In this lab, we will incrementally contruct the following figure in R:
Note that the information is contained in many forms: location on the plot, colors, sizes, and judicious labelling.
The data are in the WDI.csv file,
downloaded from the World Bank’s World Development Indicators via the
WDI R package. It contains one row per country with
variables including life expectancy, GDP per capita, population, land
area, geographic coordinates, and World Bank region.

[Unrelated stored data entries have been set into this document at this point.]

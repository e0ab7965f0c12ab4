//! Error types for the room controller.
//!
//! All variants are `Copy` so a fault can be handed back to the caller,
//! logged, and carried in an event without allocation.

use core::fmt;

// ---------------------------------------------------------------------------
// Sensor errors
// ---------------------------------------------------------------------------

/// A sensor could not produce a reading.
///
/// The controller never recovers from these: every decision returns the
/// error to its caller exactly as the sensor port produced it.
#[derive(Debug, Clone, Copy, PartialEq, Eq)]
pub enum SensorError {
    /// The device did not answer at all (unplugged, broken wire).
    Disconnected,
    /// A GPIO read returned an error.
    GpioReadFailed,
    /// An I2C / UART transaction with the probe failed.
    BusError,
    /// The probe answered with data that could not be decoded.
    InvalidReading,
    /// No sensor is wired to the requested pin.
    UnknownPin(u8),
}

impl fmt::Display for SensorError {
    fn fmt(&self, f: &mut fmt::Formatter<'_>) -> fmt::Result {
        match self {
            Self::Disconnected => write!(f, "sensor disconnected"),
            Self::GpioReadFailed => write!(f, "GPIO read failed"),
            Self::BusError => write!(f, "sensor bus error"),
            Self::InvalidReading => write!(f, "invalid sensor reading"),
            Self::UnknownPin(pin) => write!(f, "no sensor on pin {pin}"),
        }
    }
}

impl std::error::Error for SensorError {}

// ---------------------------------------------------------------------------
// Configuration errors
// ---------------------------------------------------------------------------

/// Errors from loading or validating a [`RoomConfig`](crate::config::RoomConfig).
#[derive(Debug, Clone, Copy, PartialEq, Eq)]
pub enum ConfigError {
    /// A config field failed range validation.
    /// The `&'static str` describes which field and why.
    ValidationFailed(&'static str),
    /// The serialized config could not be parsed.
    Malformed,
}

impl fmt::Display for ConfigError {
    fn fmt(&self, f: &mut fmt::Formatter<'_>) -> fmt::Result {
        match self {
            Self::ValidationFailed(msg) => write!(f, "validation failed: {msg}"),
            Self::Malformed => write!(f, "config malformed"),
        }
    }
}

impl std::error::Error for ConfigError {}
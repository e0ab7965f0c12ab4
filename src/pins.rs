//! Pin and servo assignments for the room controller board.
//!
//! Single source of truth: the controller and the HAL adapter both reference
//! this module rather than hard-coding numbers.

// ---------------------------------------------------------------------------
// Sensors — Digital
// ---------------------------------------------------------------------------

/// Passive-infrared presence sensor. HIGH = someone in the room.
pub const INFRARED_PIN: u8 = 22;
/// Photoresistor comparator output. HIGH = enough ambient light.
pub const PHOTO_PIN: u8 = 13;

// ---------------------------------------------------------------------------
// Actuators — Digital
// ---------------------------------------------------------------------------

/// Smart bulb relay.
pub const LED_PIN: u8 = 18;
/// Ventilation fan relay.
pub const FAN_PIN: u8 = 6;

// ---------------------------------------------------------------------------
// Window servo
// ---------------------------------------------------------------------------

/// Servo duty (percent) that swings the window open.
pub const WINDOW_OPEN_ANGLE: u8 = 12;
/// Servo duty (percent) that pulls the window shut.
pub const WINDOW_CLOSED_ANGLE: u8 = 2;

Load it and inspect
its structure before plotting.
wdi <- read.csv("WDI.csv")
str(wdi)
## 'data.frame': 208 obs. of 16 variables:
## $ country : chr "India" "China" "United States" "Indonesia" ...
## $ iso2c : chr "IN" "CN" "US" "ID" ...
## $ iso3c : chr "IND" "CHN" "USA" "IDN" ...
## $ year : int 2022 2022 2022 2022 2022 2022 2022 2022 2022 2022 ...
## $ status : logi NA NA NA NA NA NA ...
## $ lastupdated: chr "2026-01-28" "2026-01-28" "2026-01-28" "2026-01-28" ...
## $ LifeExp : num 71.7 78.2 77.4 70.9 67.4 ...
## $ GDP : num 2347 12971 76657 4731 1538 ...
## $ Area : num 2973190 9388210 9147420 1892555 770880 ...
## $ Population : int 1425423212 1412175000 334017321 278830529 243700667 223150896 210306415 169384897 144236933 128613117 ...
## $ region : chr "South Asia" "East Asia & Pacific" "North America" "East Asia & Pacific" ...
## $ capital : chr "New Delhi" "Beijing" "Washington D.C." "Jakarta" ...
## $ longitude : num 77.2 116.3 -77 106.8 72.8 ...
## $ latitude : num 28.6 40 38.9 -6.2 30.5 ...
## $ income : chr "Lower middle income" "Upper middle income" "High income" "Upper middle income" ...
## $ lending : chr "IBRD" "IBRD" "Not classified" "IBRD" ...
Start with the simplest possible plot: GDP per capita (divided by 1000 for readability) on the x-axis and life expectancy on the y-axis. This gives us the baseline to build from.
plot(wdi$GDP/1e3, wdi$LifeExp)
Very basic.
How to deal with clustering at various ends of this figure? GDP per
capita is highly right-skewed — a handful of wealthy countries pull the
scale so far that most of the variation among poorer countries is
compressed into a narrow strip. A log x-axis spreads the data out and
reveals the relationship much more clearly. While we’re at it, we polish
the axes with par().
par(cex.lab = 1.2, las = 1,
mgp = c(2, .25, 0), tck = 0.01)
plot(wdi$GDP/1e3, wdi$LifeExp,
log = "x",
xlab = "GDP per capita (1000 USD, log scale)",
ylab = "Life expectancy (years)")
log = "x" applies a log axis
(log = "y", log = "xy" also work)
las = 1 — horizontal tick labels
tck = 0.01 — inward ticks
mgp — controls axis label / tick label / tick line
positions
par() referencepar() is R’s global graphics parameter function — it
controls everything from margins to font family to tick direction.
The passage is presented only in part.